── MATERIALS PROVIDED

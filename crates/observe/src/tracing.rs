use {
    std::{io::IsTerminal, sync::Once},
    tracing::level_filters::LevelFilter,
    tracing_subscriber::{
        EnvFilter,
        Layer,
        fmt::writer::MakeWriterExt as _,
        prelude::*,
        util::SubscriberInitExt,
    },
};

/// Initializes tracing setup that is shared between the binaries.
/// `env_filter` has similar syntax to env_logger. It is documented at
/// https://docs.rs/tracing-subscriber/latest/tracing_subscriber/filter/struct.EnvFilter.html
pub fn initialize(env_filter: &str, stderr_threshold: LevelFilter) {
    set_tracing_subscriber(env_filter, stderr_threshold);
    std::panic::set_hook(Box::new(crate::panic_hook::tracing_panic_hook));
}

/// Like [`initialize`], but can be called multiple times in a row. Later calls
/// are ignored.
///
/// Useful for tests.
pub fn initialize_reentrant(env_filter: &str) {
    // The tracing subscriber below is a global object so initializing it again
    // in the same process by a different thread would fail.
    static ONCE: Once = Once::new();
    ONCE.call_once(|| {
        set_tracing_subscriber(env_filter, LevelFilter::ERROR);
        std::panic::set_hook(Box::new(crate::panic_hook::tracing_panic_hook));
    });
}

fn set_tracing_subscriber(env_filter: &str, stderr_threshold: LevelFilter) {
    let fmt_layer = tracing_subscriber::fmt::layer()
        .with_writer(
            std::io::stdout
                .with_min_level(
                    stderr_threshold
                        .into_level()
                        .unwrap_or(tracing::Level::ERROR),
                )
                .or_else(std::io::stderr),
        )
        .with_ansi(std::io::stdout().is_terminal())
        .with_filter(EnvFilter::new(env_filter));

    tracing_subscriber::registry().with(fmt_layer).init();
}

────

| ACTIVITY |
Each line holding the string "EnvFilter" counts once. Work out the number of such lines in the data and give only that.

| OUTPUT OF THE TASK |
3